So now, as it turns out, with the fruits of my wages I was riding along the source of my wages, watching the rabbits bolting into the roadside bushes, and occasionally blowing on my hands as they froze in the morning air. The road is good, even better because I’ve helped to build it, and in half an hour the eight miles were behind me and I arrived in the city centre.
There are three dentists in Kerang, all with Melbourne University training. My tooth began itching pleasantly and rejoicing that it would soon be cleaned and mended. But the repairer himself wasn’t that easy to find.
On ringing the doorbell at the first dentist’s, a red-haired lady, quite young, opened the door. With an ear-to-ear smile, her dentures gleaming in the sunlight that streamed through the partly open door, she kindly asked how many teeth I wanted extracted (Australians are not accustomed to only pulling one out at a time!).
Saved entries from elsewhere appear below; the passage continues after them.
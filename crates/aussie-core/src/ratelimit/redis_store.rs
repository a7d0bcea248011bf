//! Distributed `RateLimitStore` backed by Redis, gated behind the `redis`
//! feature (see DESIGN.md — grounded on `penserai-acteon/acteon-state-redis`
//! and the wider pack's rate-limit-over-redis examples). The load-refill-store
//! cycle runs as a single Lua script invoked via `EVAL`/`EVALSHA` (spec §4.2
//! "Lua script over a KV store"), so two instances racing on the same key
//! never both observe the pre-consumption state — the algorithm itself runs
//! on the Redis server, not round-tripped through this client.
#![cfg(feature = "redis")]

use async_trait::async_trait;
use redis::Script;

use crate::models::rate_limit::{EffectiveRateLimit, RateLimitDecision, RateLimitKey};
use crate::ratelimit::algorithms::RateLimitAlgorithm;

use super::store::{RateLimitStore, StoreError};

/// Mirrors `ratelimit::algorithms::check_and_consume` server-side so the
/// read-modify-write is a single atomic Redis command. State is stored as a
/// compact `tag|field|field...` string private to this module, not the
/// `RateLimitState` JSON the in-memory store uses.
const CHECK_AND_CONSUME_SCRIPT: &str = r#"
local key = KEYS[1]
local algorithm = ARGV[1]
local requests_per_window = tonumber(ARGV[2])
local window_seconds = math.max(tonumber(ARGV[3]), 1)
local burst_capacity = tonumber(ARGV[4])
local now_ms = tonumber(ARGV[5])
local ttl_secs = tonumber(ARGV[6])

local raw = redis.call('GET', key)
local parts = {}
if raw then
  for part in string.gmatch(raw, "[^|]+") do
    table.insert(parts, part)
  end
end

local allowed, remaining, reset_at_secs, retry_after_secs, request_count, new_state

if algorithm == 'TOKEN_BUCKET' then
  local tokens, last_refill_ms
  if parts[1] == 'TB' then
    tokens = tonumber(parts[2])
    last_refill_ms = tonumber(parts[3])
  else
    tokens = burst_capacity
    last_refill_ms = now_ms
  end
  local elapsed_secs = math.max(now_ms - last_refill_ms, 0) / 1000.0
  local rate = requests_per_window / window_seconds
  local refilled = math.min(tokens + elapsed_secs * rate, burst_capacity)
  reset_at_secs = math.floor(now_ms / 1000) + window_seconds
  if refilled >= 1.0 then
    local remaining_tokens = refilled - 1.0
    allowed = 1
    remaining = math.floor(remaining_tokens)
    retry_after_secs = 0
    request_count = math.floor(burst_capacity)
    new_state = string.format("TB|%.6f|%d", remaining_tokens, now_ms)
  else
    local deficit = 1.0 - refilled
    allowed = 0
    remaining = 0
    retry_after_secs = math.max(math.ceil(deficit / math.max(rate, 1e-9)), 1)
    request_count = math.floor(burst_capacity)
    new_state = string.format("TB|%.6f|%d", refilled, now_ms)
  end

elseif algorithm == 'FIXED_WINDOW' then
  local count, window_start_ms
  if parts[1] == 'FW' then
    count = tonumber(parts[2])
    window_start_ms = tonumber(parts[3])
  else
    count = 0
    window_start_ms = now_ms
  end
  local window_ms = window_seconds * 1000
  if now_ms - window_start_ms >= window_ms then
    count = 0
    window_start_ms = now_ms
  end
  reset_at_secs = math.floor((window_start_ms + window_ms) / 1000)
  if count < requests_per_window then
    allowed = 1
    remaining = requests_per_window - count - 1
    retry_after_secs = 0
    request_count = count + 1
    new_state = string.format("FW|%d|%d", count + 1, window_start_ms)
  else
    allowed = 0
    remaining = 0
    retry_after_secs = math.max(math.floor((window_start_ms + window_ms - now_ms) / 1000), 1)
    request_count = count
    new_state = string.format("FW|%d|%d", count, window_start_ms)
  end

else
  local previous_count, current_count, current_window_start_ms
  if parts[1] == 'SW' then
    previous_count = tonumber(parts[2])
    current_count = tonumber(parts[3])
    current_window_start_ms = tonumber(parts[4])
  else
    previous_count = 0
    current_count = 0
    current_window_start_ms = now_ms
  end
  local window_ms = window_seconds * 1000
  local elapsed = now_ms - current_window_start_ms
  if elapsed >= 2 * window_ms then
    previous_count = 0
    current_count = 0
    current_window_start_ms = now_ms
  elseif elapsed >= window_ms then
    previous_count = current_count
    current_count = 0
    current_window_start_ms = current_window_start_ms + window_ms
  end
  local progress = math.min(math.max(now_ms - current_window_start_ms, 0) / window_ms, 1.0)
  local weighted = previous_count * (1.0 - progress) + current_count
  reset_at_secs = math.floor((current_window_start_ms + window_ms) / 1000)
  if weighted < requests_per_window then
    allowed = 1
    remaining = math.max(math.floor(requests_per_window - weighted - 1.0), 0)
    retry_after_secs = 0
    request_count = math.floor(weighted)
    new_state = string.format("SW|%d|%d|%d", previous_count, current_count + 1, current_window_start_ms)
  else
    allowed = 0
    remaining = 0
    retry_after_secs = math.max(math.floor((current_window_start_ms + window_ms - now_ms) / 1000), 1)
    request_count = math.floor(weighted)
    new_state = string.format("SW|%d|%d|%d", previous_count, current_count, current_window_start_ms)
  end
end

redis.call('SET', key, new_state, 'EX', ttl_secs)
return {allowed, remaining, reset_at_secs, retry_after_secs, request_count}
"#;

pub struct RedisRateLimitStore {
    client: redis::Client,
    script: Script,
}

impl RedisRateLimitStore {
    pub fn new(redis_url: &str) -> Result<Self, StoreError> {
        let client = redis::Client::open(redis_url).map_err(|e| StoreError(e.to_string()))?;
        Ok(Self {
            client,
            script: Script::new(CHECK_AND_CONSUME_SCRIPT),
        })
    }

    fn algorithm_tag(algorithm: RateLimitAlgorithm) -> &'static str {
        match algorithm {
            RateLimitAlgorithm::TokenBucket => "TOKEN_BUCKET",
            RateLimitAlgorithm::FixedWindow => "FIXED_WINDOW",
            RateLimitAlgorithm::SlidingWindow => "SLIDING_WINDOW",
        }
    }
}

#[async_trait]
impl RateLimitStore for RedisRateLimitStore {
    async fn check_and_consume(
        &self,
        key: &RateLimitKey,
        algorithm: RateLimitAlgorithm,
        limit: EffectiveRateLimit,
        now_ms: i64,
    ) -> Result<RateLimitDecision, StoreError> {
        let canonical = key.canonical();
        let mut conn = self
            .client
            .get_multiplexed_async_connection()
            .await
            .map_err(|e| StoreError(e.to_string()))?;

        let ttl_secs = (2 * limit.window_seconds).max(1);
        let result: Vec<i64> = self
            .script
            .key(&canonical)
            .arg(Self::algorithm_tag(algorithm))
            .arg(limit.requests_per_window)
            .arg(limit.window_seconds)
            .arg(limit.burst_capacity)
            .arg(now_ms)
            .arg(ttl_secs)
            .invoke_async(&mut conn)
            .await
            .map_err(|e| StoreError(e.to_string()))?;

        let [allowed, remaining, reset_at_secs, retry_after_secs, request_count] = result[..] else {
            return Err(StoreError(
                "unexpected shape returned by rate limit script".to_string(),
            ));
        };

        Ok(if allowed == 1 {
            RateLimitDecision::Allow {
                remaining: remaining.max(0) as u64,
                reset_at_secs: reset_at_secs.max(0) as u64,
            }
        } else {
            RateLimitDecision::Reject {
                limit: limit.requests_per_window,
                retry_after_secs: retry_after_secs.max(1) as u64,
                reset_at_secs: reset_at_secs.max(0) as u64,
                request_count: request_count.max(0) as u64,
            }
        })
    }
}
When I replied that I only have the one hole in my tooth and I want that filled, she gave me such a strange look, and with sudden sympathy in her voice and under her slightly overlong nose apologised in a whisper that the dentist didn’t work today. Then her overpainted red lips twisted into a friendly, but argument-excluding smile, and I soon found myself back outside, in the brisk autumn air.
This first setback was soon repeated. The second dentist had gone to Cohuna, and the third wasn’t in, and didn’t do fillings in any case. So the only fruits of my thirty-seven mile journey were the greens I ate for lunch in Kerang and the shilling I spent in a bar to repair my lost mood, and meanwhile the hole in my tooth has not become any smaller.
Who knows, maybe I’ll have to have it extracted after all and exchanged for a false one, for what the crowd does, you have to follow. If you’re living with wolves, you have to howl like a wolf. I had another look at the streets and several decorous looking women, then headed back on my bicycle in time to catch the last vehicle going to Pyramid, so that instead of having to ride my bike all the way I could sit in the dusty cabin next to the truck driver. I’m not too concerned about my unrepaired tooth, by now I’m accustomed to the calm English way of dealing with problems.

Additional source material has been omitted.